Work to be completed —
Your reply should be a single number, the count of lines in the records that contain the string "heads".

Available data —
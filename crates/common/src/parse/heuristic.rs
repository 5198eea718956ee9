//! Deterministic heuristic parser
//!
//! A closed-vocabulary, suffix-driven dependency parser. It is not a
//! replacement for a real morphological parser behind the
//! [`SentenceParser`](super::SentenceParser) seam; it exists so the pipeline
//! has a deterministic parser for tests and degraded operation, the same way
//! a mock provider ships next to the live one.

use super::{DepRel, ParsedSentence, PosTag, SentenceParser, Token};
use crate::errors::{QaError, Result};

const COPULAS: &[&str] = &["is", "are", "was", "were", "am", "be", "been", "being"];
const AUXILIARIES: &[&str] = &[
    "do", "does", "did", "done", "has", "have", "had", "will", "would", "can", "could",
    "should", "may", "might",
];
const IRREGULAR_VERBS: &[&str] = &[
    "sank", "sunk", "sink", "became", "become", "went", "go", "built", "build", "made",
    "make", "struck", "strike", "took", "take", "won", "wrote", "write",
];
const PREPOSITIONS: &[&str] = &[
    "in", "on", "at", "of", "to", "from", "by", "with", "for", "into", "after", "before",
    "during", "near", "under", "over", "about",
];
const DETERMINERS: &[&str] = &["the", "a", "an", "this", "that", "these", "those"];
const CONJUNCTIONS: &[&str] = &["and", "or", "but", "nor"];
const WH_WORDS: &[&str] = &["who", "whom", "whose", "what", "when", "where", "why", "how", "which"];
const PRONOUNS: &[&str] = &["he", "she", "it", "they", "we", "i", "you", "him", "her", "them"];

/// Lemma normalization for the closed verb vocabulary
fn lemma_of(lower: &str) -> String {
    match lower {
        "is" | "are" | "was" | "were" | "am" | "been" | "being" => "be".to_string(),
        "did" | "does" | "done" => "do".to_string(),
        "has" | "had" => "have".to_string(),
        "sank" | "sunk" => "sink".to_string(),
        "became" => "become".to_string(),
        "went" => "go".to_string(),
        "built" => "build".to_string(),
        "made" => "make".to_string(),
        "struck" => "strike".to_string(),
        "took" => "take".to_string(),
        "wrote" => "write".to_string(),
        "won" => "win".to_string(),
        other => other.strip_suffix("'s").unwrap_or(other).to_string(),
    }
}

/// Rule-based deterministic sentence parser
#[derive(Debug, Default)]
pub struct HeuristicParser;

impl HeuristicParser {
    pub fn new() -> Self {
        Self
    }

    fn classify(&self, surface: &str, lower: &str, sentence_initial: bool) -> PosTag {
        if surface.chars().all(|c| !c.is_alphanumeric()) {
            return PosTag::Punctuation;
        }
        if surface.chars().any(|c| c.is_ascii_digit())
            && surface.chars().all(|c| c.is_ascii_digit() || matches!(c, '.' | ',' | ':' | '/'))
        {
            return PosTag::Numeral;
        }
        if WH_WORDS.contains(&lower) || PRONOUNS.contains(&lower) {
            return PosTag::Pronoun;
        }
        if COPULAS.contains(&lower) || AUXILIARIES.contains(&lower) || IRREGULAR_VERBS.contains(&lower) {
            return PosTag::Verb;
        }
        if PREPOSITIONS.contains(&lower) {
            return PosTag::Preposition;
        }
        if DETERMINERS.contains(&lower) {
            return PosTag::Particle;
        }
        if CONJUNCTIONS.contains(&lower) {
            return PosTag::Conjunction;
        }
        if lower.len() > 3 && lower.ends_with("ed") {
            return PosTag::Verb;
        }
        if lower.len() > 4 && lower.ends_with("ing") {
            return PosTag::Verb;
        }
        if lower.len() > 3 && lower.ends_with("ly") {
            return PosTag::Adverb;
        }
        if !sentence_initial && surface.chars().next().is_some_and(|c| c.is_uppercase()) {
            return PosTag::ProperNoun;
        }
        PosTag::Noun
    }
}

impl SentenceParser for HeuristicParser {
    fn parse(&self, sentence: &str) -> Result<ParsedSentence> {
        let words: Vec<&str> = sentence.split_whitespace().collect();
        if words.is_empty() {
            return Err(QaError::parsing("blank sentence"));
        }

        // Pass 1: surface/lemma/pos
        let mut partial: Vec<(String, String, PosTag)> = Vec::with_capacity(words.len());
        for (i, raw) in words.iter().enumerate() {
            let surface: String = raw
                .trim_matches(|c: char| !c.is_alphanumeric() && c != '\'')
                .to_string();
            if surface.is_empty() {
                partial.push((raw.to_string(), raw.to_string(), PosTag::Punctuation));
                continue;
            }
            let lower = surface.to_lowercase();
            let pos = self.classify(&surface, &lower, i == 0);
            partial.push((surface, lemma_of(&lower), pos));
        }

        if partial.iter().all(|(_, _, pos)| *pos == PosTag::Punctuation) {
            return Err(QaError::parsing("sentence contains no lexical tokens"));
        }

        // Pass 2: pick the root - first verb, else first lexical token
        let root = partial
            .iter()
            .position(|(_, _, pos)| *pos == PosTag::Verb)
            .unwrap_or_else(|| {
                partial
                    .iter()
                    .position(|(_, _, pos)| *pos != PosTag::Punctuation)
                    .unwrap_or(0)
            });

        let root_is_copula = COPULAS.contains(&partial[root].1.as_str()) || partial[root].1 == "be";

        let noun_like = |pos: PosTag| {
            matches!(pos, PosTag::Noun | PosTag::ProperNoun | PosTag::Pronoun)
        };

        // A proper-noun run attaches its tail to the run head
        let run_start = |idx: usize| -> Option<usize> {
            if partial[idx].2 != PosTag::ProperNoun || idx == 0 {
                return None;
            }
            if partial[idx - 1].2 != PosTag::ProperNoun {
                return None;
            }
            let mut start = idx - 1;
            while start > 0 && partial[start - 1].2 == PosTag::ProperNoun {
                start -= 1;
            }
            Some(start)
        };

        let subject = (0..root)
            .find(|&i| noun_like(partial[i].2) && run_start(i).is_none());
        let predicate_noun = ((root + 1)..partial.len())
            .find(|&i| noun_like(partial[i].2) && run_start(i).is_none());

        // Pass 3: head/relation assignment
        let mut tokens = Vec::with_capacity(partial.len());
        for (idx, (surface, lemma, pos)) in partial.iter().enumerate() {
            let (head, rel) = if idx == root {
                (None, DepRel::Root)
            } else if let Some(start) = run_start(idx) {
                (Some(start), DepRel::Modifier)
            } else if Some(idx) == subject {
                (Some(root), DepRel::Subject)
            } else if Some(idx) == predicate_noun {
                let rel = if root_is_copula {
                    DepRel::Complement
                } else {
                    DepRel::Object
                };
                (Some(root), rel)
            } else if *pos == PosTag::Particle {
                // Determiner leans on the next noun-like token
                let target = ((idx + 1)..partial.len())
                    .find(|&i| noun_like(partial[i].2) || partial[i].2 == PosTag::Numeral);
                (Some(target.unwrap_or(root)), DepRel::Determiner)
            } else if idx > root && predicate_noun.is_some_and(|p| idx > p) {
                // Right periphery hangs off the predicate noun
                (Some(predicate_noun.unwrap()), DepRel::Modifier)
            } else {
                let rel = match pos {
                    PosTag::Numeral | PosTag::Preposition | PosTag::Adverb => DepRel::Modifier,
                    _ => DepRel::Other,
                };
                (Some(root), rel)
            };

            tokens.push(Token::new(surface.clone(), lemma.clone(), *pos, rel, head));
        }

        ParsedSentence::new(tokens)
    }
}
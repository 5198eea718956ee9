//! Search engine: backend delegation and evidence normalization
//!
//! A thin adapter so the answering core never sees backend-specific
//! result shapes. No ranking, no filtering, no local recovery.

use crate::backend::{RawResult, RetrievalBackend};
use quaero_common::Result;
use std::sync::Arc;

/// One normalized retrieval result: text to mine for answers plus the
/// source it came from. Scoped to a single `answer` call.
#[derive(Debug, Clone, PartialEq, Eq)]
pub struct EvidenceUnit {
    /// Text body (the snippet)
    pub text: String,

    /// Source identifier (the link)
    pub source: String,
}

impl From<RawResult> for EvidenceUnit {
    fn from(raw: RawResult) -> Self {
        Self {
            text: raw.snippet,
            source: raw.link,
        }
    }
}

/// Composes a retrieval backend with result normalization
pub struct SearchEngine {
    backend: Arc<dyn RetrievalBackend>,
}

impl SearchEngine {
    pub fn new(backend: Arc<dyn RetrievalBackend>) -> Self {
        Self { backend }
    }

    /// Query the backend and normalize its raw results. Retrieval
    /// failures propagate unchanged; zero results is a success.
    pub async fn retrieve(&self, query: &str) -> Result<Vec<EvidenceUnit>> {
        let raw = self.backend.search(query).await?;

        tracing::debug!(
            backend = self.backend.name(),
            query = query,
            units = raw.len(),
            "Retrieved evidence"
        );

        Ok(raw.into_iter().map(EvidenceUnit::from).collect())
    }
}
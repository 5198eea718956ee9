//! Parse data model and the parser seam
//!
//! The pipeline treats syntactic parsing as an external capability: input is
//! a raw sentence, output is an ordered sequence of tokens with lemma,
//! part-of-speech, and head/dependency-relation attributes. Head references
//! are arena indices, never pointers, and the tree invariant (single root,
//! in-range heads, no cycles) is validated when a parse result is ingested.

mod heuristic;

pub use heuristic::HeuristicParser;

use crate::errors::{QaError, Result};
use serde::{Deserialize, Serialize};

/// Part-of-speech tag
#[derive(Debug, Clone, Copy, Serialize, Deserialize, PartialEq, Eq)]
#[serde(rename_all = "snake_case")]
pub enum PosTag {
    Noun,
    ProperNoun,
    Verb,
    Adjective,
    Adverb,
    Pronoun,
    Numeral,
    Preposition,
    Conjunction,
    Particle,
    Punctuation,
    Other,
}

/// Dependency relation of a token to its head
#[derive(Debug, Clone, Copy, Serialize, Deserialize, PartialEq, Eq)]
#[serde(rename_all = "snake_case")]
pub enum DepRel {
    Root,
    Subject,
    Object,
    Complement,
    Modifier,
    Determiner,
    Other,
}

/// A single token as produced by the parser. Immutable once built.
#[derive(Debug, Clone, Serialize, Deserialize)]
pub struct Token {
    /// Surface form as it appeared in the sentence
    pub surface: String,

    /// Normalized lemma (lowercased)
    pub lemma: String,

    /// Part-of-speech tag
    pub pos: PosTag,

    /// Dependency relation to the head token
    pub rel: DepRel,

    /// Arena index of the head token; None only for the root
    pub head: Option<usize>,
}

impl Token {
    pub fn new(
        surface: impl Into<String>,
        lemma: impl Into<String>,
        pos: PosTag,
        rel: DepRel,
        head: Option<usize>,
    ) -> Self {
        Self {
            surface: surface.into(),
            lemma: lemma.into(),
            pos,
            rel,
            head,
        }
    }

    /// Punctuation never participates in lexical overlap
    pub fn is_lexical(&self) -> bool {
        self.pos != PosTag::Punctuation
    }
}

/// An ordered arena of tokens forming a validated dependency tree
#[derive(Debug, Clone)]
pub struct ParsedSentence {
    tokens: Vec<Token>,
    root: usize,
}

impl ParsedSentence {
    /// Ingest a parser result, validating the tree invariant:
    /// exactly one root, all heads in range, no self-references, no cycles.
    pub fn new(tokens: Vec<Token>) -> Result<Self> {
        if tokens.is_empty() {
            return Err(QaError::parsing("empty token sequence"));
        }

        let mut root = None;
        for (idx, token) in tokens.iter().enumerate() {
            match token.head {
                None => {
                    if root.is_some() {
                        return Err(QaError::parsing(format!(
                            "multiple roots: {} and {}",
                            root.unwrap(),
                            idx
                        )));
                    }
                    root = Some(idx);
                }
                Some(head) => {
                    if head >= tokens.len() {
                        return Err(QaError::parsing(format!(
                            "head {} out of range for token {}",
                            head, idx
                        )));
                    }
                    if head == idx {
                        return Err(QaError::parsing(format!(
                            "token {} is its own head",
                            idx
                        )));
                    }
                }
            }
        }

        let root = root.ok_or_else(|| QaError::parsing("no root token"))?;

        // Every head chain must terminate at the root within len steps
        for start in 0..tokens.len() {
            let mut cursor = start;
            let mut steps = 0;
            while let Some(head) = tokens[cursor].head {
                cursor = head;
                steps += 1;
                if steps > tokens.len() {
                    return Err(QaError::parsing(format!(
                        "cycle in head chain starting at token {}",
                        start
                    )));
                }
            }
        }

        Ok(Self { tokens, root })
    }

    pub fn len(&self) -> usize {
        self.tokens.len()
    }

    pub fn is_empty(&self) -> bool {
        self.tokens.is_empty()
    }

    pub fn tokens(&self) -> &[Token] {
        &self.tokens
    }

    pub fn token(&self, idx: usize) -> &Token {
        &self.tokens[idx]
    }

    /// Index of the root token
    pub fn root(&self) -> usize {
        self.root
    }

    /// Direct dependents of the token at `idx`, in sentence order
    pub fn children(&self, idx: usize) -> Vec<usize> {
        self.tokens
            .iter()
            .enumerate()
            .filter(|(_, t)| t.head == Some(idx))
            .map(|(i, _)| i)
            .collect()
    }

    /// All indices in the subtree rooted at `idx` (inclusive), in
    /// sentence order
    pub fn subtree(&self, idx: usize) -> Vec<usize> {
        let mut members = vec![idx];
        let mut frontier = vec![idx];
        while let Some(node) = frontier.pop() {
            for child in self.children(node) {
                members.push(child);
                frontier.push(child);
            }
        }
        members.sort_unstable();
        members
    }

    /// Render a set of token indices back to surface text: tokens in
    /// original order, whitespace-joined. Interior punctuation stays in
    /// place; edge trimming is the caller's concern.
    pub fn render(&self, indices: &[usize]) -> String {
        let mut sorted: Vec<usize> = indices.to_vec();
        sorted.sort_unstable();
        sorted
            .into_iter()
            .map(|i| self.tokens[i].surface.as_str())
            .collect::<Vec<_>>()
            .join(" ")
    }
}

/// The parser capability seam. External morphological parsers implement
/// this; [`HeuristicParser`] is the built-in deterministic stand-in.
pub trait SentenceParser: Send + Sync {
    /// Parse a single sentence into a validated dependency tree
    fn parse(&self, sentence: &str) -> Result<ParsedSentence>;

    /// Whether the parser's underlying resources are loaded
    fn ready(&self) -> bool {
        true
    }

    /// Release underlying resources. Idempotent.
    fn release(&self) -> Result<()> {
        Ok(())
    }
}

#[cfg(test)]
mod tests {
    use super::*;

    fn tok(surface: &str, rel: DepRel, head: Option<usize>) -> Token {
        Token::new(surface, surface.to_lowercase(), PosTag::Noun, rel, head)
    }

    #[test]
    fn test_valid_tree() {
        let sentence = ParsedSentence::new(vec![
            tok("ships", DepRel::Subject, Some(1)),
            tok("sink", DepRel::Root, None),
            tok("sometimes", DepRel::Modifier, Some(1)),
        ])
        .unwrap();
        assert_eq!(sentence.root(), 1);
        assert_eq!(sentence.children(1), vec![0, 2]);
        assert_eq!(sentence.subtree(1), vec![0, 1, 2]);
    }

    #[test]
    fn test_rejects_two_roots() {
        let result = ParsedSentence::new(vec![
            tok("a", DepRel::Root, None),
            tok("b", DepRel::Root, None),
        ]);
        assert!(result.is_err());
    }

    #[test]
    fn test_rejects_out_of_range_head() {
        let result = ParsedSentence::new(vec![
            tok("a", DepRel::Root, None),
            tok("b", DepRel::Other, Some(7)),
        ]);
        assert!(result.is_err());
    }

    #[test]
    fn test_rejects_cycle() {
        let result = ParsedSentence::new(vec![
            tok("a", DepRel::Root, None),
            tok("b", DepRel::Other, Some(2)),
            tok("c", DepRel::Other, Some(1)),
        ]);
        assert!(result.is_err());
    }

    #[test]
    fn test_rejects_self_reference() {
        let result = ParsedSentence::new(vec![tok("a", DepRel::Root, Some(0))]);
        assert!(result.is_err());
    }

    #[test]
    fn test_render_keeps_sentence_order() {
        let sentence = ParsedSentence::new(vec![
            tok("the", DepRel::Determiner, Some(1)),
            tok("ship", DepRel::Subject, Some(2)),
            tok("sank", DepRel::Root, None),
        ])
        .unwrap();
        assert_eq!(sentence.render(&[2, 0, 1]), "the ship sank");
    }

    #[test]
    fn test_render_keeps_interior_punctuation() {
        let sentence = ParsedSentence::new(vec![
            tok("Belfast", DepRel::Root, None),
            Token::new(",", ",", PosTag::Punctuation, DepRel::Other, Some(0)),
            tok("Ireland", DepRel::Modifier, Some(0)),
        ])
        .unwrap();
        assert_eq!(sentence.render(&[0, 1, 2]), "Belfast , Ireland");
    }
}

Output —
2